TASK OBJECTIVE: Copy every record word for word.

SUPPLIED MATERIAL:
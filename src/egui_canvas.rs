use bevy_egui::egui::{self, Align2, Color32, FontId, Painter, Pos2, Stroke};

use crate::layout::{Point, Rect};
use crate::paint::Canvas;
use crate::theme::Rgba;

/// Draws through an egui [`Painter`], offset so canvas point (0, 0) lands on
/// `origin` in screen space.
pub struct EguiCanvas<'a> {
    painter: &'a Painter,
    origin: Pos2,
}

impl<'a> EguiCanvas<'a> {
    pub fn new(painter: &'a Painter, origin: Pos2) -> Self {
        Self { painter, origin }
    }

    fn pos(&self, p: Point) -> Pos2 {
        Pos2::new(self.origin.x + p.x, self.origin.y + p.y)
    }
}

/// Screen position back to canvas coordinates.
pub fn to_canvas(pos: Pos2, origin: Pos2) -> Point {
    Point::new(pos.x - origin.x, pos.y - origin.y)
}

pub fn color32(c: Rgba) -> Color32 {
    Color32::from_rgba_unmultiplied(c.r, c.g, c.b, c.a)
}

impl Canvas for EguiCanvas<'_> {
    fn fill_rect(&mut self, rect: Rect, color: Rgba) {
        let rect = egui::Rect::from_min_max(self.pos(rect.min), self.pos(rect.max));
        self.painter.rect_filled(rect, 0.0, color32(color));
    }

    fn line(&mut self, from: Point, to: Point, width: f32, color: Rgba) {
        self.painter
            .line_segment([self.pos(from), self.pos(to)], Stroke::new(width, color32(color)));
    }

    fn polygon(&mut self, points: &[Point], fill: Rgba, stroke: Rgba) {
        let points = points.iter().map(|&p| self.pos(p)).collect();
        self.painter.add(egui::Shape::convex_polygon(
            points,
            color32(fill),
            Stroke::new(1.0, color32(stroke)),
        ));
    }

    fn text(&mut self, center: Point, text: &str, size: f32, color: Rgba) {
        self.painter.text(
            self.pos(center),
            Align2::CENTER_CENTER,
            text,
            FontId::monospace(size),
            color32(color),
        );
    }
}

ANSWER TO THE EXERCISE:
filename src/egui_canvas.rs
use bevy_egui::egui::{self, Align2, Color32, FontId, Painter, Pos2, Stroke};

use crate::layout::{Point, Rect};
use crate::paint::Canvas;
use crate::theme::Rgba;

/// Draws through an egui [`Painter`], offset so canvas point (0, 0) lands on
/// `origin` in screen space.
pub struct EguiCanvas<'a> {
    painter: &'a Painter,
    origin: Pos2,
}

impl<'a> EguiCanvas<'a> {
    pub fn new(painter: &'a Painter, origin: Pos2) -> Self {
        Self { painter, origin }
    }

    fn pos(&self, p: Point) -> Pos2 {
        Pos2::new(self.origin.x + p.x, self.origin.y + p.y)
    }
}

/// Screen position back to canvas coordinates.
pub fn to_canvas(pos: Pos2, origin: Pos2) -> Point {
    Point::new(pos.x - origin.x, pos.y - origin.y)
}

pub fn color32(c: Rgba) -> Color32 {
    Color32::from_rgba_unmultiplied(c.r, c.g, c.b, c.a)
}

impl Canvas for EguiCanvas<'_> {
    fn fill_rect(&mut self, rect: Rect, color: Rgba) {
        let rect = egui::Rect::from_min_max(self.pos(rect.min), self.pos(rect.max));
        self.painter.rect_filled(rect, 0.0, color32(color));
    }

    fn line(&mut self, from: Point, to: Point, width: f32, color: Rgba) {
        self.painter
            .line_segment([self.pos(from), self.pos(to)], Stroke::new(width, color32(color)));
    }

    fn polygon(&mut self, points: &[Point], fill: Rgba, stroke: Rgba) {
        let points = points.iter().map(|&p| self.pos(p)).collect();
        self.painter.add(egui::Shape::convex_polygon(
            points,
            color32(fill),
            Stroke::new(1.0, color32(stroke)),
        ));
    }

    fn text(&mut self, center: Point, text: &str, size: f32, color: Rgba) {
        self.painter.text(
            self.pos(center),
            Align2::CENTER_CENTER,
            text,
            FontId::monospace(size),
            color32(color),
        );
    }
}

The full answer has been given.